Os pesquisadores ganham mais introspecção em como a proteína de FUS causa o ALS e o FTLD

A proteína transformada e agregada FUS é implicada em duas doenças neurodegenerative: esclerose de lateral amyotrophic (ALS) e degeneração lobar frontotemporal (FTLD). Usando um modelo recentemente desenvolvido da mosca de fruto, os pesquisadores conduzidos pelo prof. Ludo Van Antro Bosch (VIB-KU Lovaina) zumbiram dentro na estrutura da proteína de FUS para ganhar mais introspecção em como causa a toxicidade e a doença neuronal.

O ALS e FTLD são duas desordens neurodegenerative do adulto-início diferente em termos dos sintomas que causa e os neurônios afecta. No ALS, os neurônios que controlam o movimento do músculo degenerate, tendo por resultado a paralisia progressiva, quando FTLD afectar áreas específicas do cérebro e causam a demência. Ainda, muitos pacientes actuais com sintomas de ambas as doenças, assim que os cientistas e os clínicos acreditam agora que estão realmente em extremos opostos do mesmo espectro da doença.

A sobreposição entre o ALS e o FTLD é não somente aparente na clínica, mas igualmente ao olhar os mecanismos subjacentes da doença. FUS, por exemplo, é implicado em ambas as doenças. As mutações no gene de FUS causam o ALS familiar e a agregação da proteína de FUS é observada no ALS e no FTLD.

Das gotas líquidas aos agregados insolúveis

FUS reside normalmente no núcleo da pilha, mas relocates para forçar grânulo no citoplasma em cima do esforço celular.
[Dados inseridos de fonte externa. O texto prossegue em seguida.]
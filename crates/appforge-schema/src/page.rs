//! Page and component definitions.
//!
//! A [`PageDef`] is an abstract description of one screen of the generated
//! application.  Pages carry an ordered list of [`ComponentDef`] trees; the
//! materializer expands them into concrete renderable components at render
//! time.  Dashboard components additionally carry a [`ComponentIntent`]
//! describing their semantic role in the dashboard narrative.

use chrono::{DateTime, Datelike, Duration, Utc};
use serde::{Deserialize, Serialize};
use serde_json::{Map, Value};

use crate::error::SchemaError;

// ---------------------------------------------------------------------------
// Page model
// ---------------------------------------------------------------------------

/// The kind of screen a page renders.
#[derive(Debug, Clone, Copy, Default, PartialEq, Eq, Hash, Serialize, Deserialize)]
#[serde(rename_all = "snake_case")]
pub enum PageType {
    /// Overview screen composed from dashboard sections.
    Dashboard,
    /// Collection view (table or cards) over one entity.
    #[default]
    List,
    /// Create/edit form for one entity.
    Form,
    /// Single-record view with actions.
    Detail,
    /// Date-bound schedule view.
    Calendar,
    /// Status-column board.
    Kanban,
    /// Forced tabular collection view.
    Table,
    /// Conversation thread.
    Chat,
    /// Application settings shell.
    Settings,
}

impl PageType {
    /// Pages of these kinds are reached through buttons and modals rather
    /// than top-level navigation.
    pub fn is_auxiliary(self) -> bool {
        matches!(self, Self::Form | Self::Detail)
    }

    /// Canonical snake_case name, matching the serialized form.
    pub fn as_str(self) -> &'static str {
        match self {
            Self::Dashboard => "dashboard",
            Self::List => "list",
            Self::Form => "form",
            Self::Detail => "detail",
            Self::Calendar => "calendar",
            Self::Kanban => "kanban",
            Self::Table => "table",
            Self::Chat => "chat",
            Self::Settings => "settings",
        }
    }
}

impl std::fmt::Display for PageType {
    fn fmt(&self, f: &mut std::fmt::Formatter<'_>) -> std::fmt::Result {
        f.write_str(self.as_str())
    }
}

impl std::str::FromStr for PageType {
    type Err = SchemaError;

    fn from_str(s: &str) -> Result<Self, Self::Err> {
        match s.trim().to_lowercase().as_str() {
            "dashboard" | "home" | "overview" => Ok(Self::Dashboard),
            "list" => Ok(Self::List),
            "form" | "create" | "edit" => Ok(Self::Form),
            "detail" | "view" => Ok(Self::Detail),
            "calendar" | "schedule" => Ok(Self::Calendar),
            "kanban" | "board" => Ok(Self::Kanban),
            "table" | "grid" => Ok(Self::Table),
            "chat" | "messages" => Ok(Self::Chat),
            "settings" => Ok(Self::Settings),
            other => Err(SchemaError::UnknownPageType {
                value: other.to_string(),
            }),
        }
    }
}

/// Column arrangement of a page.
#[derive(Debug, Clone, Copy, Default, PartialEq, Eq, Serialize, Deserialize)]
#[serde(rename_all = "snake_case")]
pub enum PageLayout {
    #[default]
    SingleColumn,
    TwoColumn,
    FullWidth,
    Centered,
}

/// The audience a page is built for.  Multi-surface products partition
/// their pages by audience and get one navigation tree per surface.
#[derive(Debug, Clone, Copy, PartialEq, Eq, Hash, Serialize, Deserialize)]
#[serde(rename_all = "snake_case")]
pub enum Surface {
    Admin,
    Staff,
    Customer,
    Provider,
    Patient,
}

impl Surface {
    /// All surfaces in a stable order.
    pub const ALL: [Surface; 5] = [
        Surface::Admin,
        Surface::Staff,
        Surface::Customer,
        Surface::Provider,
        Surface::Patient,
    ];

    /// Display label for navigation headers.
    pub fn label(self) -> &'static str {
        match self {
            Self::Admin => "Admin",
            Self::Staff => "Staff",
            Self::Customer => "Customer",
            Self::Provider => "Provider",
            Self::Patient => "Patient",
        }
    }
}

/// Sidebar placement preferences of a page.
#[derive(Debug, Clone, Default, PartialEq, Serialize, Deserialize)]
#[serde(rename_all = "camelCase")]
pub struct PageNavigation {
    /// Whether the page appears in the sidebar at all.
    #[serde(default)]
    pub show_in_sidebar: bool,
    /// Sort order within the sidebar (ascending).
    #[serde(default)]
    pub order: u32,
    /// Optional icon name.
    #[serde(default, skip_serializing_if = "Option::is_none")]
    pub icon: Option<String>,
}

/// Collection-view behavior settings.
#[derive(Debug, Clone, PartialEq, Serialize, Deserialize)]
#[serde(rename_all = "camelCase")]
pub struct PageSettings {
    /// Whether the collection is paginated.
    #[serde(default = "default_true")]
    pub paginated: bool,
    /// Page size when paginated.
    #[serde(default = "default_page_size")]
    pub page_size: u32,
    /// Whether a search box is shown.
    #[serde(default = "default_true")]
    pub searchable: bool,
    /// Whether filter controls are shown.
    #[serde(default)]
    pub filterable: bool,
}

fn default_true() -> bool {
    true
}

fn default_page_size() -> u32 {
    25
}

impl Default for PageSettings {
    fn default() -> Self {
        Self {
            paginated: true,
            page_size: default_page_size(),
            searchable: true,
            filterable: false,
        }
    }
}

/// One screen of the generated application.
#[derive(Debug, Clone, Default, PartialEq, Serialize, Deserialize)]
#[serde(rename_all = "camelCase")]
pub struct PageDef {
    /// Page identifier (kebab slug, e.g. `customers-list`).
    pub id: String,
    /// Display name.
    pub name: String,
    /// Route path (e.g. `/customers`).  Exactly one page owns `/`.
    pub route: String,
    /// The kind of screen.
    #[serde(rename = "type")]
    pub page_type: PageType,
    /// Bound entity id, if any.
    #[serde(default, skip_serializing_if = "Option::is_none")]
    pub entity: Option<String>,
    /// Column arrangement.
    #[serde(default)]
    pub layout: PageLayout,
    /// Ordered component trees.  Every validated page renders at least one
    /// visible component.
    #[serde(default)]
    pub components: Vec<ComponentDef>,
    /// Sidebar placement.
    #[serde(default)]
    pub navigation: PageNavigation,
    /// Collection-view behavior.
    #[serde(default)]
    pub settings: PageSettings,
    /// Audience tag for multi-surface products.
    #[serde(default, skip_serializing_if = "Option::is_none")]
    pub surface: Option<Surface>,
}

impl PageDef {
    /// Create a page with sensible defaults for the given type.
    pub fn new(
        id: impl Into<String>,
        name: impl Into<String>,
        route: impl Into<String>,
        page_type: PageType,
    ) -> Self {
        Self {
            id: id.into(),
            name: name.into(),
            route: route.into(),
            page_type,
            navigation: PageNavigation {
                show_in_sidebar: !page_type.is_auxiliary(),
                order: 0,
                icon: None,
            },
            ..Self::default()
        }
    }

    /// Bind the page to an entity.
    pub fn with_entity(mut self, entity: impl Into<String>) -> Self {
        self.entity = Some(entity.into());
        self
    }

    /// Tag the page with an audience surface.
    pub fn with_surface(mut self, surface: Surface) -> Self {
        self.surface = Some(surface);
        self
    }

    /// Set the sidebar order.
    pub fn with_order(mut self, order: u32) -> Self {
        self.navigation.order = order;
        self
    }
}

// ---------------------------------------------------------------------------
// Component model
// ---------------------------------------------------------------------------

/// A component tree node.  `component_id` is the renderer-registry key the
/// front end dispatches on.
#[derive(Debug, Clone, Default, PartialEq, Serialize, Deserialize)]
#[serde(rename_all = "camelCase")]
pub struct ComponentDef {
    /// Unique id within the page.
    pub id: String,
    /// Renderer-registry key (e.g. `data-table`, `stat-card`).
    pub component_id: String,
    /// Renderer props.
    #[serde(default)]
    pub props: Map<String, Value>,
    /// Child components.
    #[serde(default, skip_serializing_if = "Vec::is_empty")]
    pub children: Vec<ComponentDef>,
    /// Dashboard-section intent metadata.
    #[serde(default, skip_serializing_if = "Option::is_none")]
    pub intent: Option<ComponentIntent>,
}

/// Layout intent metadata carried by dashboard-section components.
#[derive(Debug, Clone, Default, PartialEq, Serialize, Deserialize)]
#[serde(rename_all = "camelCase")]
pub struct ComponentIntent {
    /// Narrative role of the section.
    pub role: SectionRole,
    /// Visual weight of the section.
    #[serde(default)]
    pub priority: SectionPriority,
    /// Time window the section's data is scoped to.
    #[serde(default, skip_serializing_if = "Option::is_none")]
    pub time_scope: Option<TimeScope>,
    /// Renderer layout hint.
    #[serde(default, skip_serializing_if = "Option::is_none")]
    pub layout_hint: Option<LayoutHint>,
    /// Renderer emphasis hint.
    #[serde(default, skip_serializing_if = "Option::is_none")]
    pub emphasis: Option<Emphasis>,
}

/// The narrative role of a dashboard section.  Canonical dashboards read
/// "Now → Work → Context": today first, history last.
#[derive(Debug, Clone, Copy, Default, PartialEq, Eq, Hash, Serialize, Deserialize)]
#[serde(rename_all = "kebab-case")]
pub enum SectionRole {
    /// What is happening right now (KPI metrics).
    #[default]
    Today,
    /// Active work the user should act on.
    InProgress,
    /// What is coming next.
    Upcoming,
    /// Aggregate context.
    Summary,
    /// The long tail of past records.
    History,
}

impl SectionRole {
    /// Fixed canonical ordering index.
    pub fn order_index(self) -> usize {
        match self {
            Self::Today => 0,
            Self::InProgress => 1,
            Self::Upcoming => 2,
            Self::Summary => 3,
            Self::History => 4,
        }
    }

    /// Whether sections of this role may carry contextual actions.
    /// `summary` and `history` are read-only context by definition.
    pub fn is_actionable(self) -> bool {
        matches!(self, Self::Today | Self::InProgress | Self::Upcoming)
    }
}

/// The visual weight of a dashboard section.
#[derive(Debug, Clone, Copy, Default, PartialEq, Eq, Serialize, Deserialize)]
#[serde(rename_all = "kebab-case")]
pub enum SectionPriority {
    Primary,
    #[default]
    Secondary,
    Tertiary,
}

impl SectionPriority {
    /// Fixed ordering index used when sorting sections of the same role.
    pub fn order_index(self) -> usize {
        match self {
            Self::Primary => 0,
            Self::Secondary => 1,
            Self::Tertiary => 2,
        }
    }
}

/// Renderer layout hint for a section.
#[derive(Debug, Clone, Copy, PartialEq, Eq, Serialize, Deserialize)]
#[serde(rename_all = "kebab-case")]
pub enum LayoutHint {
    Grid,
    Row,
    Column,
    Feed,
}

/// Renderer emphasis hint for a section.
#[derive(Debug, Clone, Copy, PartialEq, Eq, Serialize, Deserialize)]
#[serde(rename_all = "kebab-case")]
pub enum Emphasis {
    Hero,
    Standard,
    Muted,
}

// ---------------------------------------------------------------------------
// Time scopes
// ---------------------------------------------------------------------------

/// The time window a dashboard section or metric is scoped to.  Used both
/// to filter record data and to label metrics.
#[derive(Debug, Clone, Copy, Default, PartialEq, Eq, Hash, Serialize, Deserialize)]
#[serde(rename_all = "kebab-case")]
pub enum TimeScope {
    /// Within an hour of the reference instant.
    Now,
    /// Same UTC calendar day.
    #[default]
    Today,
    /// Same ISO week.
    ThisWeek,
    /// Same calendar month.
    ThisMonth,
    /// No time bound.
    AllTime,
}

impl TimeScope {
    /// Whether `value` falls inside this scope relative to `now`.
    pub fn contains(self, value: DateTime<Utc>, now: DateTime<Utc>) -> bool {
        match self {
            Self::Now => (value - now).abs() <= Duration::hours(1),
            Self::Today => value.date_naive() == now.date_naive(),
            Self::ThisWeek => value.iso_week() == now.iso_week(),
            Self::ThisMonth => value.year() == now.year() && value.month() == now.month(),
            Self::AllTime => true,
        }
    }

    /// Human-readable label for metric subtitles.
    pub fn label(self) -> &'static str {
        match self {
            Self::Now => "right now",
            Self::Today => "today",
            Self::ThisWeek => "this week",
            Self::ThisMonth => "this month",
            Self::AllTime => "all time",
        }
    }
}

// ---------------------------------------------------------------------------
// Tests
// ---------------------------------------------------------------------------

#[cfg(test)]
mod tests {
    use super::*;
    use chrono::TimeZone;

    #[test]
    fn auxiliary_pages_stay_out_of_sidebar() {
        let form = PageDef::new("job-form", "New Job", "/jobs/new", PageType::Form);
        assert!(!form.navigation.show_in_sidebar);

        let list = PageDef::new("jobs", "Jobs", "/jobs", PageType::List);
        assert!(list.navigation.show_in_sidebar);
    }

    #[test]
    fn role_order_is_canonical() {
        let roles = [
            SectionRole::Today,
            SectionRole::InProgress,
            SectionRole::Upcoming,
            SectionRole::Summary,
            SectionRole::History,
        ];
        for (i, role) in roles.iter().enumerate() {
            assert_eq!(role.order_index(), i);
        }
        assert!(!SectionRole::Summary.is_actionable());
        assert!(!SectionRole::History.is_actionable());
        assert!(SectionRole::Today.is_actionable());
    }

    #[test]
    fn section_role_serializes_kebab_case() {
        let json = serde_json::to_string(&SectionRole::InProgress).unwrap();
        assert_eq!(json, "\"in-progress\"");
        let scope: TimeScope = serde_json::from_str("\"this-week\"").unwrap();
        assert_eq!(scope, TimeScope::ThisWeek);
    }

    #[test]
    fn time_scope_predicates() {
        let now = Utc.with_ymd_and_hms(2025, 6, 11, 14, 30, 0).unwrap(); // Wednesday
        let in_forty_minutes = now + Duration::minutes(40);
        let tomorrow = now + Duration::days(1);
        let next_monday = now + Duration::days(5);
        let last_month = now - Duration::days(40);

        assert!(TimeScope::Now.contains(in_forty_minutes, now));
        assert!(!TimeScope::Now.contains(tomorrow, now));

        assert!(TimeScope::Today.contains(in_forty_minutes, now));
        assert!(!TimeScope::Today.contains(tomorrow, now));

        assert!(TimeScope::ThisWeek.contains(tomorrow, now));
        assert!(!TimeScope::ThisWeek.contains(next_monday, now));

        assert!(TimeScope::ThisMonth.contains(tomorrow, now));
        assert!(!TimeScope::ThisMonth.contains(last_month, now));

        assert!(TimeScope::AllTime.contains(last_month, now));
    }

    #[test]
    fn page_type_parsing_accepts_aliases() {
        assert_eq!("board".parse::<PageType>().unwrap(), PageType::Kanban);
        assert_eq!("overview".parse::<PageType>().unwrap(), PageType::Dashboard);
        assert!("wormhole".parse::<PageType>().is_err());
    }
}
Os grânulo do esforço são gotas basicamente líquidas na pilha, similar no índice aos agregados tóxicos da proteína encontrados no ALS e no FTLD, mas diferentes que seu conjunto é dinâmico e reversível.
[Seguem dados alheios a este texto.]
//! Design system selection.
//!
//! Two deterministic entry points:
//!
//! 1. [`for_industry`] maps a known industry id straight to a system.
//! 2. [`by_intent`] / [`by_text`] score keyword hits against each
//!    category's fixed vocabulary and pick the highest-scoring system,
//!    breaking ties in category priority order.
//!
//! Unknown industries and unmatched keywords fall back to the tech-modern
//! default.  Results never vary between calls; there is no randomness and
//! no blending of systems.

use std::sync::OnceLock;

use aho_corasick::AhoCorasick;
use tracing::debug;

use crate::systems::{DesignSystem, DesignSystemId, system};

// ---------------------------------------------------------------------------
// Industry lookup
// ---------------------------------------------------------------------------

/// Select the design system for an industry id.
///
/// Matching is case-insensitive and tolerant of space/underscore separators
/// (`"Real Estate"` and `"real-estate"` resolve identically).  Unknown
/// industries get the tech-modern default.
pub fn for_industry(industry: &str) -> &'static DesignSystem {
    let id = industry_system_id(industry);
    debug!(industry = %industry, system = %id, "design system selected for industry");
    system(id)
}

/// The industry → system table behind [`for_industry`].
pub fn industry_system_id(industry: &str) -> DesignSystemId {
    match normalize(industry).as_str() {
        "finance" | "banking" | "accounting" | "legal" | "law" | "insurance" | "consulting"
        | "real-estate" | "property-management" => DesignSystemId::Trust,

        "medical" | "healthcare" | "health" | "dental" | "therapy" | "clinic" | "veterinary"
        | "wellness" | "pharmacy" | "counseling" => DesignSystemId::Care,

        "contractor" | "construction" | "plumbing" | "hvac" | "electrical" | "roofing"
        | "landscaping" | "manufacturing" | "logistics" | "automotive" | "trades" => {
            DesignSystemId::Industrial
        }

        "restaurant" | "bakery" | "cafe" | "catering" | "florist" | "artisan" | "brewery"
        | "farm" | "food" => DesignSystemId::Craft,

        "technology" | "tech" | "software" | "saas" | "startup" | "it" => DesignSystemId::Modern,

        "salon" | "spa" | "jewelry" | "boutique" | "luxury" | "beauty" => DesignSystemId::Luxury,

        "education" | "tutoring" | "daycare" | "childcare" | "pets" | "pet-care" | "nonprofit"
        | "community" | "church" => DesignSystemId::Friendly,

        "analytics" | "engineering" | "research" | "laboratory" | "data" | "science" => {
            DesignSystemId::Precision
        }

        "design" | "photography" | "art" | "media" | "marketing" | "agency" | "entertainment" => {
            DesignSystemId::Expressive
        }

        "fitness" | "gym" | "sports" | "events" | "nightlife" | "dance" | "crossfit" => {
            DesignSystemId::Energy
        }

        _ => DesignSystemId::Modern,
    }
}

fn normalize(industry: &str) -> String {
    industry
        .trim()
        .to_lowercase()
        .replace([' ', '_'], "-")
}

// ---------------------------------------------------------------------------
// Keyword matching
// ---------------------------------------------------------------------------

/// Per-category vocabularies, in category priority order.  A word may only
/// appear in one category.
static VOCABULARIES: [(DesignSystemId, &[&str]); 10] = [
    (
        DesignSystemId::Trust,
        &[
            "trust",
            "secure",
            "security",
            "professional",
            "reliable",
            "finance",
            "financial",
            "bank",
            "legal",
            "insurance",
            "compliance",
            "audit",
        ],
    ),
    (
        DesignSystemId::Care,
        &[
            "care", "health", "healing", "wellness", "gentle", "calm", "medical", "patient",
            "therapy", "clinic", "soothing",
        ],
    ),
    (
        DesignSystemId::Industrial,
        &[
            "industrial",
            "rugged",
            "heavy",
            "construction",
            "contractor",
            "durable",
            "tough",
            "machinery",
            "fleet",
            "crew",
        ],
    ),
    (
        DesignSystemId::Craft,
        &[
            "craft", "handmade", "artisan", "warm", "cozy", "rustic", "organic", "bakery",
            "homemade", "local",
        ],
    ),
    (
        DesignSystemId::Modern,
        &[
            "modern",
            "tech",
            "startup",
            "clean",
            "minimal",
            "sleek",
            "digital",
            "innovative",
            "software",
            "app",
        ],
    ),
    (
        DesignSystemId::Luxury,
        &[
            "luxury",
            "premium",
            "elegant",
            "exclusive",
            "boutique",
            "bespoke",
            "upscale",
            "refined",
            "gold",
        ],
    ),
    (
        DesignSystemId::Friendly,
        &[
            "friendly",
            "fun",
            "playful",
            "welcoming",
            "community",
            "family",
            "kids",
            "approachable",
            "bright",
        ],
    ),
    (
        DesignSystemId::Precision,
        &[
            "precision",
            "data",
            "analytics",
            "metrics",
            "engineering",
            "accurate",
            "technical",
            "dashboard",
            "scientific",
        ],
    ),
    (
        DesignSystemId::Expressive,
        &[
            "creative",
            "bold",
            "artistic",
            "vibrant",
            "expressive",
            "studio",
            "design",
            "colorful",
            "unique",
        ],
    ),
    (
        DesignSystemId::Energy,
        &[
            "energy", "dynamic", "fast", "active", "fitness", "sport", "intense", "power",
            "motion", "gym",
        ],
    ),
];

/// Pick the design system whose vocabulary matches the most keywords.
///
/// Keywords are compared whole (case-insensitive).  Ties go to the earlier
/// category; no match at all gives the tech-modern default.
pub fn by_intent(keywords: &[&str]) -> DesignSystemId {
    let mut counts = [0usize; 10];
    for keyword in keywords {
        let word = keyword.trim().to_lowercase();
        for (i, (_, vocab)) in VOCABULARIES.iter().enumerate() {
            if vocab.contains(&word.as_str()) {
                counts[i] += 1;
                break;
            }
        }
    }
    pick(&counts, keywords.len())
}

/// Scan free text for vocabulary words and pick the best-matching system.
///
/// Used when only a raw utterance is available.  Matches must fall on word
/// boundaries so that e.g. `"database"` does not count as a hit for
/// `"data"`.
pub fn by_text(text: &str) -> DesignSystemId {
    let (matcher, owners) = vocabulary_matcher();
    let lowered = text.to_lowercase();
    let bytes = lowered.as_bytes();

    let mut counts = [0usize; 10];
    for mat in matcher.find_overlapping_iter(&lowered) {
        let before_ok = mat.start() == 0 || !bytes[mat.start() - 1].is_ascii_alphanumeric();
        let after_ok = mat.end() == bytes.len() || !bytes[mat.end()].is_ascii_alphanumeric();
        if before_ok && after_ok {
            counts[owners[mat.pattern().as_usize()]] += 1;
        }
    }
    pick(&counts, 1)
}

/// The compiled vocabulary automaton plus a pattern → category index map.
fn vocabulary_matcher() -> &'static (AhoCorasick, Vec<usize>) {
    static MATCHER: OnceLock<(AhoCorasick, Vec<usize>)> = OnceLock::new();
    MATCHER.get_or_init(|| {
        let mut patterns = Vec::new();
        let mut owners = Vec::new();
        for (i, (_, vocab)) in VOCABULARIES.iter().enumerate() {
            for word in *vocab {
                patterns.push(*word);
                owners.push(i);
            }
        }
        let ac = AhoCorasick::new(&patterns).expect("vocabulary automaton builds");
        (ac, owners)
    })
}

fn pick(counts: &[usize; 10], input_len: usize) -> DesignSystemId {
    let mut best_idx = None;
    let mut best_count = 0usize;
    for (i, &count) in counts.iter().enumerate() {
        if count > best_count {
            best_count = count;
            best_idx = Some(i);
        }
    }

    match best_idx {
        Some(i) => {
            let id = VOCABULARIES[i].0;
            debug!(system = %id, hits = best_count, "design system matched by keywords");
            id
        }
        None => {
            if input_len > 0 {
                debug!("no vocabulary hits, defaulting to modern");
            }
            DesignSystemId::Modern
        }
    }
}

// ---------------------------------------------------------------------------
// Tests
// ---------------------------------------------------------------------------

#[cfg(test)]
mod tests {
    use super::*;

    #[test]
    fn medical_is_always_teal() {
        for _ in 0..3 {
            assert_eq!(for_industry("medical").light.primary, "#0d9488");
        }
    }

    #[test]
    fn contractor_is_always_slate() {
        for _ in 0..3 {
            assert_eq!(for_industry("contractor").light.primary, "#1e293b");
        }
    }

    #[test]
    fn unknown_industry_gets_the_default() {
        assert_eq!(for_industry("unknown-xyz").id, DesignSystemId::Modern);
        assert_eq!(for_industry("").id, DesignSystemId::Modern);
    }

    #[test]
    fn industry_lookup_normalizes_separators_and_case() {
        assert_eq!(industry_system_id("Real Estate"), DesignSystemId::Trust);
        assert_eq!(industry_system_id("REAL_ESTATE"), DesignSystemId::Trust);
        assert_eq!(industry_system_id("  hvac "), DesignSystemId::Industrial);
    }

    #[test]
    fn by_intent_counts_hits() {
        assert_eq!(
            by_intent(&["gentle", "calm", "secure"]),
            DesignSystemId::Care
        );
        assert_eq!(by_intent(&["luxury"]), DesignSystemId::Luxury);
    }

    #[test]
    fn by_intent_tie_goes_to_earlier_category() {
        // One Trust hit, one Energy hit: Trust is declared first.
        assert_eq!(by_intent(&["secure", "dynamic"]), DesignSystemId::Trust);
    }

    #[test]
    fn by_intent_defaults_to_modern() {
        assert_eq!(by_intent(&[]), DesignSystemId::Modern);
        assert_eq!(by_intent(&["zebra", "quux"]), DesignSystemId::Modern);
    }

    #[test]
    fn by_text_respects_word_boundaries() {
        // "database" must not count as a "data" hit.
        assert_eq!(by_text("our database app"), DesignSystemId::Modern);
        assert_eq!(by_text("a data dashboard"), DesignSystemId::Precision);
    }

    #[test]
    fn by_text_scores_whole_words() {
        assert_eq!(
            by_text("a warm cozy handmade goods shop"),
            DesignSystemId::Craft
        );
    }

    #[test]
    fn vocabulary_words_are_unique_across_categories() {
        let mut seen = std::collections::HashSet::new();
        for (_, vocab) in &VOCABULARIES {
            for word in *vocab {
                assert!(seen.insert(*word), "duplicate vocabulary word: {word}");
            }
        }
    }
}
Poderiam estas gotas líquidas servir como alpondras para a formação de agregados que são típicos para a doença? “Nós acreditamos assim,” diz Elke Bogaert, um dos pesquisadores que trabalham com prof. Van Antro Bosch. “As gotas e os hydrogels de FUS foram mostrados para submeter-se a um interruptor ao fibrillarization irreversível em um tubo de ensaio, mas este processo não foi estudado em um contexto celular”.

Dois domínios da proteína

A equipe gerou um modelo da mosca de fruto da toxicidade de FUS para investigar com maiores detalhes a formação de gotas líquidas. Identificaram um efeito sinérgico previamente não reconhecido entre duas regiões diferentes da proteína que negociam a toxicidade. “Nós encontramos que a proteína de FUS que se está portando mal no ALS e no FTLD pode formar gotas líquidas através das interacções moleculars específicas entre ácidos aminados hidrofóbicas e cobrados,” explicamos Steven Boeynaems, um outro pesquisador envolvido no estudo. Um domínio da proteína de FUS foi considerado geralmente negociar a agregação, mas os resultados novos indicam que os resíduos da arginina em uma outra região da proteína estão exigidos igualmente para a maturação de FUS em grânulo celulares do esforço.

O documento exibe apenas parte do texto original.